Como diz a fórmula consagrada (e essa já é também uma fórmula consagrada), Albert Camus, se vivo fosse, faria cem anos de idade hoje. Em 1939, ele teve censurado um texto intitulado “os quatro pilares da imprensa livre”. Aquele que seria um dos maiores escritores franceses de todos os tempos, Nobel de Literatura de 1957, manteve-se estrangeiro nos territórios do ideologismo intelectual que não poupou seu rival, Jean-Paul Sartre. Um jornalista livre para Camus deveria escrever escorado na lucidez, na ironia, na capacidade de dizer não, de estabelecer certas recusas, e na obstinação.

Em 2014, é tudo que um jornalista precisa.

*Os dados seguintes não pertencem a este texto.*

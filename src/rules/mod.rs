//! Built-in rules
//!
//! One module per concern, mirroring the checks a field chain exposes:
//!
//! - [`presence`] — `Required`
//! - [`length`] — `MinLength`, `MaxLength`
//! - [`pattern`] — `Alphanumeric`
//! - [`content`] — `Email`, `Matches`
//! - [`custom`] — `Predicate`
//!
//! Every rule is a plain value implementing [`Rule`](crate::foundation::Rule)
//! and is usable on its own or through a
//! [`StringRules`](crate::chain::StringRules) chain.

pub mod content;
pub mod custom;
pub mod length;
pub mod pattern;
pub mod presence;

pub use content::{EMAIL_PATTERN, Email, Matches, email, matches};
pub use custom::{Predicate, predicate};
pub use length::{LengthMode, MaxLength, MinLength, max_length, min_length};
pub use pattern::{Alphanumeric, alphanumeric};
pub use presence::{Required, required};

// ============================================================================
// CONSTRUCTION ERRORS
// ============================================================================

/// Errors raised while *constructing* a rule.
///
/// Distinct from validation violations: a [`Violation`](crate::foundation::Violation)
/// is expected data describing bad input, while a `RuleError` means the rule
/// itself could not be built and is propagated to the caller as a failure.
#[derive(Debug, thiserror::Error)]
pub enum RuleError {
    /// The caller-supplied pattern failed to compile.
    #[error("invalid pattern: {0}")]
    Pattern(#[from] regex::Error),
}
//! String length rules
//!
//! This module provides rules for checking string length bounds.
//! By default, length is measured in Unicode scalar values (chars).
//! Use the `.bytes()` constructor for byte-length counting when performance
//! is critical and the input is known to be ASCII.

use crate::foundation::Violation;

// ============================================================================
// LENGTH MODE
// ============================================================================

/// How to count string length.
#[derive(Debug, Clone, Copy, PartialEq, Eq, Hash, Default)]
pub enum LengthMode {
    /// Count bytes (fastest, ASCII-only correct).
    Bytes,
    /// Count Unicode scalar values (correct for all text).
    #[default]
    Chars,
}

impl LengthMode {
    /// Measures the length of a string according to this mode.
    #[inline]
    fn measure(self, input: &str) -> usize {
        match self {
            LengthMode::Bytes => input.len(),
            LengthMode::Chars => input.chars().count(),
        }
    }
}

// ============================================================================
// MIN LENGTH
// ============================================================================

crate::rule! {
    /// Validates that a string has at least a minimum length.
    #[derive(Copy, PartialEq, Eq, Hash)]
    pub MinLength { min: usize, mode: LengthMode } for str;
    check(self, input) { self.mode.measure(input) >= self.min }
    violation(self, input) {
        Violation::new(
            format!("Minimum length is {} characters.", self.min),
            format!(
                "Please enter at least {} characters. Current length is {}.",
                self.min,
                self.mode.measure(input),
            ),
        )
    }
    new(min: usize) { Self { min, mode: LengthMode::Chars } }
    fn min_length(min: usize);
}

impl MinLength {
    /// Creates a minimum length rule that counts bytes.
    #[must_use]
    pub fn bytes(min: usize) -> Self {
        Self {
            min,
            mode: LengthMode::Bytes,
        }
    }
}

// ============================================================================
// MAX LENGTH
// ============================================================================

crate::rule! {
    /// Validates that a string does not exceed a maximum length.
    #[derive(Copy, PartialEq, Eq, Hash)]
    pub MaxLength { max: usize, mode: LengthMode } for str;
    check(self, input) { self.mode.measure(input) <= self.max }
    violation(self, input) {
        Violation::new(
            format!("Maximum length is {} characters.", self.max),
            format!(
                "Please enter no more than {} characters. Current length is {}.",
                self.max,
                self.mode.measure(input),
            ),
        )
    }
    new(max: usize) { Self { max, mode: LengthMode::Chars } }
    fn max_length(max: usize);
}

impl MaxLength {
    /// Creates a maximum length rule that counts bytes.
    #[must_use]
    pub fn bytes(max: usize) -> Self {
        Self {
            max,
            mode: LengthMode::Bytes,
        }
    }
}

// ============================================================================
// TESTS
// ============================================================================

Se não for lúcido, um jornalista de hoje cairá facilmente nas tantas armadilhas ideológicas da mídia dominante. O primeiro ardil é uma jogada radicalmente de direita, a de que não existiriam mais direita e esquerda. Camus ensinou: “A lucidez pressupõe a resistência aos movimentos do ódio e ao culto da fatalidade”. Esse fatalismo traduz-se no famoso “sempre foi assim”. Os Estados Unidos espionam o mundo? Qual o problema pergunta o fatalista ideológico por conveniência. E declara-se realista. Todos os que pensam o contrário passam a ser idealistas, sonhadores, irrealistas e até fantasiosos.

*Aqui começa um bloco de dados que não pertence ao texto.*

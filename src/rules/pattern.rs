//! Character-class rules
//!
//! Checks over the characters a string may contain.

use crate::foundation::Violation;

crate::rule! {
    /// Validates that a string consists of one or more ASCII letters or
    /// digits.
    ///
    /// The empty string fails: at least one character is required. Non-ASCII
    /// letters fail too, matching the anchored `[a-zA-Z0-9]+` contract.
    pub Alphanumeric for str;
    check(input) {
        !input.is_empty() && input.chars().all(|c| c.is_ascii_alphanumeric())
    }
    violation(input) {
        Violation::new(
            "Only alphanumeric characters are allowed.",
            "Please use only letters and numbers.",
        )
    }
    fn alphanumeric();
}

// ============================================================================
// TESTS
// ============================================================================
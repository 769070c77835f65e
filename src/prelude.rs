//! Prelude module for convenient imports.
//!
//! Provides a single `use fieldcheck::prelude::*;` import that brings in all
//! commonly needed traits, types, rules, and the schema runner.
//!
//! # Examples
//!
//! ```rust,ignore
//! use fieldcheck::prelude::*;
//!
//! let schema = Schema::new()
//!     .field("username", |v| string(v).required().min(3).max(30).alphanum());
//! let errors = validate(&schema, &data);
//! ```

// ============================================================================
// FOUNDATION: Core traits and violation types
// ============================================================================

pub use crate::foundation::{ErrorMap, Rule, Subject, Violation, Violations};

// ============================================================================
// CHAIN: The fluent rule engine
// ============================================================================

pub use crate::chain::{StringRules, string};

// ============================================================================
// RULES: Built-in rules and their factories
// ============================================================================

pub use crate::rules::{
    Alphanumeric, Email, LengthMode, Matches, MaxLength, MinLength, Predicate, Required,
    RuleError, alphanumeric, email, matches, max_length, min_length, predicate, required,
};

// ============================================================================
// SCHEMA: Runner
// ============================================================================

pub use crate::schema::{Schema, validate, validate_json};
//! Violation types for failed rules
//!
//! A [`Violation`] pairs a human-readable message with a suggested
//! correction. [`Violations`] is the ordered sequence a rule chain
//! accumulates, and [`ErrorMap`] is the per-field collection a schema
//! validation produces.
//!
//! All string fields use `Cow<'static, str>` for zero-allocation in the
//! common case of the fixed built-in messages.

use std::borrow::Cow;
use std::fmt;

use indexmap::IndexMap;
use serde::Serialize;
use smallvec::SmallVec;

// ============================================================================
// VIOLATION
// ============================================================================

/// One failed rule: what went wrong and how to fix it.
///
/// Violations are immutable once created and never propagate as `Err`;
/// they are plain data, surfaced through [`Violations`] and [`ErrorMap`].
///
/// # Examples
///
/// ```rust,ignore
/// use fieldcheck::foundation::Violation;
///
/// // Static strings — zero allocation:
/// let v = Violation::new("This field is required.", "Please enter a value.");
///
/// // Dynamic strings — allocates only when needed:
/// let v = Violation::new(
///     format!("Minimum length is {} characters.", 3),
///     format!("Please enter at least {} characters. Current length is {}.", 3, 2),
/// );
/// ```
#[derive(Debug, Clone, PartialEq, Eq, Serialize)]
pub struct Violation {
    /// Human-readable description of the failed rule.
    pub message: Cow<'static, str>,

    /// Suggested correction shown alongside the message.
    pub correction: Cow<'static, str>,
}

impl Violation {
    /// Creates a new violation from a message and a correction.
    pub fn new(
        message: impl Into<Cow<'static, str>>,
        correction: impl Into<Cow<'static, str>>,
    ) -> Self {
        Self {
            message: message.into(),
            correction: correction.into(),
        }
    }
}

impl fmt::Display for Violation {
    fn fmt(&self, f: &mut fmt::Formatter<'_>) -> fmt::Result {
        write!(f, "{} Help: {}", self.message, self.correction)
    }
}

// ============================================================================
// VIOLATION SEQUENCE
// ============================================================================

/// An ordered sequence of violations.
///
/// Insertion order is rule invocation order, and the sequence only grows;
/// rules append independently and never inspect or remove earlier entries.
///
/// Backed by a small-vector optimization: a failing field rarely carries
/// more than a handful of violations, so the common case stays inline.
#[derive(Debug, Clone, Default, PartialEq, Eq, Serialize)]
#[serde(transparent)]
pub struct Violations(SmallVec<[Violation; 4]>);

impl Violations {
    /// Creates a new empty sequence.
    #[must_use]
    pub fn new() -> Self {
        Self(SmallVec::new())
    }

    /// Appends a violation.
    pub fn push(&mut self, violation: Violation) {
        self.0.push(violation);
    }

    /// Returns the number of violations.
    #[must_use]
    pub fn len(&self) -> usize {
        self.0.len()
    }

    /// Returns true if no rule has failed.
    #[must_use]
    pub fn is_empty(&self) -> bool {
        self.0.is_empty()
    }

    /// Returns the violations in accumulation order.
    #[must_use]
    pub fn as_slice(&self) -> &[Violation] {
        &self.0
    }

    /// Iterates over the violations in accumulation order.
    pub fn iter(&self) -> std::slice::Iter<'_, Violation> {
        self.0.iter()
    }
}

impl FromIterator<Violation> for Violations {
    fn from_iter<I: IntoIterator<Item = Violation>>(iter: I) -> Self {
        Self(iter.into_iter().collect())
    }
}

impl IntoIterator for Violations {
    type Item = Violation;
    type IntoIter = smallvec::IntoIter<[Violation; 4]>;

    fn into_iter(self) -> Self::IntoIter {
        self.0.into_iter()
    }
}

impl<'a> IntoIterator for &'a Violations {
    type Item = &'a Violation;
    type IntoIter = std::slice::Iter<'a, Violation>;

    fn into_iter(self) -> Self::IntoIter {
        self.0.iter()
    }
}

impl fmt::Display for Violations {
    fn fmt(&self, f: &mut fmt::Formatter<'_>) -> fmt::Result {
        writeln!(f, "{} violation(s):", self.0.len())?;
        for (i, violation) in self.0.iter().enumerate() {
            writeln!(f, "  {}. {}", i + 1, violation)?;
        }
        Ok(())
    }
}

// ============================================================================
// ERROR MAP
// ============================================================================

/// Per-field validation outcome: field name to ordered violation list.
///
/// Contains entries only for fields that failed at least one rule, in the
/// order the schema evaluated them. Produced fresh per
/// [`validate`](crate::schema::validate) call and owned by the caller.
#[derive(Debug, Clone, Default, PartialEq, Serialize)]
#[serde(transparent)]
pub struct ErrorMap {
    fields: IndexMap<String, Violations>,
}

impl ErrorMap {
    /// Creates a new empty error map.
    #[must_use]
    pub fn new() -> Self {
        Self {
            fields: IndexMap::new(),
        }
    }

    /// Records a field's violation list under its name.
    ///
    /// Re-inserting a field replaces its list but keeps its position.
    pub fn insert(&mut self, field: impl Into<String>, violations: Violations) {
        self.fields.insert(field.into(), violations);
    }

    /// Returns the violations recorded for a field, if it failed.
    #[must_use]
    pub fn get(&self, field: &str) -> Option<&Violations> {
        self.fields.get(field)
    }

    /// Returns true if the field failed at least one rule.
    #[must_use]
    pub fn contains_field(&self, field: &str) -> bool {
        self.fields.contains_key(field)
    }

    /// Returns the number of failing fields.
    #[must_use]
    pub fn len(&self) -> usize {
        self.fields.len()
    }

    /// Returns true if every field passed.
    #[must_use]
    pub fn is_empty(&self) -> bool {
        self.fields.is_empty()
    }

    /// Iterates over failing fields in evaluation order.
    pub fn iter(&self) -> indexmap::map::Iter<'_, String, Violations> {
        self.fields.iter()
    }

    /// Converts the map to a JSON value (for API payloads).
    #[must_use]
    pub fn to_json_value(&self) -> serde_json::Value {
        let fields: serde_json::Map<String, serde_json::Value> = self
            .fields
            .iter()
            .map(|(field, violations)| {
                let list = violations
                    .iter()
                    .map(|v| {
                        serde_json::json!({
                            "message": v.message,
                            "correction": v.correction,
                        })
                    })
                    .collect();
                (field.clone(), serde_json::Value::Array(list))
            })
            .collect();
        serde_json::Value::Object(fields)
    }
}

impl<'a> IntoIterator for &'a ErrorMap {
    type Item = (&'a String, &'a Violations);
    type IntoIter = indexmap::map::Iter<'a, String, Violations>;

    fn into_iter(self) -> Self::IntoIter {
        self.fields.iter()
    }
}

impl IntoIterator for ErrorMap {
    type Item = (String, Violations);
    type IntoIter = indexmap::map::IntoIter<String, Violations>;

    fn into_iter(self) -> Self::IntoIter {
        self.fields.into_iter()
    }
}

impl fmt::Display for ErrorMap {
    fn fmt(&self, f: &mut fmt::Formatter<'_>) -> fmt::Result {
        writeln!(f, "Validation failed for {} field(s):", self.fields.len())?;
        for (field, violations) in &self.fields {
            writeln!(f, "  {field}:")?;
            for (i, violation) in violations.iter().enumerate() {
                writeln!(f, "    {}. {}", i + 1, violation)?;
            }
        }
        Ok(())
    }
}

// ============================================================================
// TESTS
// ============================================================================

Dizer não é um saber e um poder. Camus explica: “Em face da maré de besteiras, é preciso igualmente opor algumas recusas. Nenhuma das limitações do mundo leva um espírito um pouco limpo a aceitar ser desonesto”. A honestidade intelectual implica enfrentar o rebanho e jamais mudar de opinião, sem convicção, apenas por estratégia. Na maior parte das vezes, os profissionais de opinião, no Brasil, defendem um ponto de vista não por acreditar nele especificamente, mas pelo efeito que provocará em relação a este ou aquele ator social. A corrupção, por exemplo, mal que precisa ser combatido e extirpado, é quase sempre um pretexto para o combate ao adversário ideológico, não pelos seus muitos erros, pelos seus poucos acertos. Só a corrupção do outro interessa.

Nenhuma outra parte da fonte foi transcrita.